Hailu Elleni M, Lewis Tené T, Needham Belinda L, Lin Jue, Seeman Teresa E, Mujahid Mahasin S
Division of Epidemiology, School of Public Health, University of California Berkeley, USA.
Department of Epidemiology, Rollins School of Public Health, Emory University, Atlanta, Georgia, USA.
J Gerontol A Biol Sci Med Sci. 2021 Jul 20. doi: 10.1093/gerona/glab193.
We aimed to examine if neighborhood social cohesion moderated longitudinal associations between baseline reports of discrimination and 10-year changes in leukocyte telomere length (LTL).
Data are from the Multi-Ethnic Study of Atherosclerosis (N = 1064; age range 45-84 years). Baseline discrimination was measured using the Major Experiences of Discrimination Scale (MDS; none, 1 domain, ≥2 domains) and the Experiences of Discrimination Scale (EDS; none, moderate, high).
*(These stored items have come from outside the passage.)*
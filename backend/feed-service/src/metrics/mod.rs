//! Feed service metrics
//!
//! Registered on the process-wide Prometheus registry and exposed on `/metrics`
//! together with the cache counters.

use once_cell::sync::Lazy;
use prometheus::{
    register_histogram_vec, register_int_counter_vec, Encoder, HistogramVec, IntCounterVec,
    TextEncoder,
};
use std::time::Duration;

static FEED_REQUESTS_TOTAL: Lazy<IntCounterVec> = Lazy::new(|| {
    register_int_counter_vec!(
        "feed_requests_total",
        "Feed pages served, by where the page came from (cache/followees/global)",
        &["source"]
    )
    .expect("Failed to register feed requests metric")
});

static FEED_ASSEMBLY_DURATION_SECONDS: Lazy<HistogramVec> = Lazy::new(|| {
    register_histogram_vec!(
        "feed_assembly_duration_seconds",
        "Time to serve a feed page",
        &["source"],
        vec![0.001, 0.005, 0.01, 0.05, 0.1, 0.25, 0.5, 1.0, 2.5]
    )
    .expect("Failed to register feed assembly duration metric")
});

static MUTATIONS_TOTAL: Lazy<IntCounterVec> = Lazy::new(|| {
    register_int_counter_vec!(
        "feed_mutations_total",
        "Mutations handled, by operation",
        &["operation"]
    )
    .expect("Failed to register feed mutations metric")
});

/// Record a served feed page
pub fn record_feed_request(source: &str, duration: Duration) {
    FEED_REQUESTS_TOTAL.with_label_values(&[source]).inc();
    FEED_ASSEMBLY_DURATION_SECONDS
        .with_label_values(&[source])
        .observe(duration.as_secs_f64());
}

/// Record a reaction, comment or follow-graph mutation
pub fn record_mutation(operation: &str) {
    MUTATIONS_TOTAL.with_label_values(&[operation]).inc();
}

/// Text exposition of every metric on the default registry
pub fn render() -> Result<String, prometheus::Error> {
    let encoder = TextEncoder::new();
    let mut buffer = Vec::new();
    encoder.encode(&prometheus::gather(), &mut buffer)?;
    String::from_utf8(buffer).map_err(|e| prometheus::Error::Msg(e.to_string()))
}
Neighborhood social cohesion at baseline was assessed via a community survey within census tract-defined neighborhoods. 10-year change in LTL was defined as regression to the mean-corrected 10-year difference in the ratio of telomeric DNA to a single-copy gene (T/S).
In linear mixed-effects models, we found that neighborhood social cohesion modified the effect of baseline reports of MDS on 10-year changes in LTL, independent of sociodemographic characteristics, health behaviors, and health conditions (p(χ 2) = .01). Among those residing in neighborhoods with low social cohesion, experiencing major discrimination in ≥2 domains was associated with faster LTL attrition over 10 years, compared to reporting no discrimination (β = -0.03; 95% confidence interval: -0.06, -0.003). We found no main associations for either discrimination measure and no interaction between EDS and neighborhood social cohesion.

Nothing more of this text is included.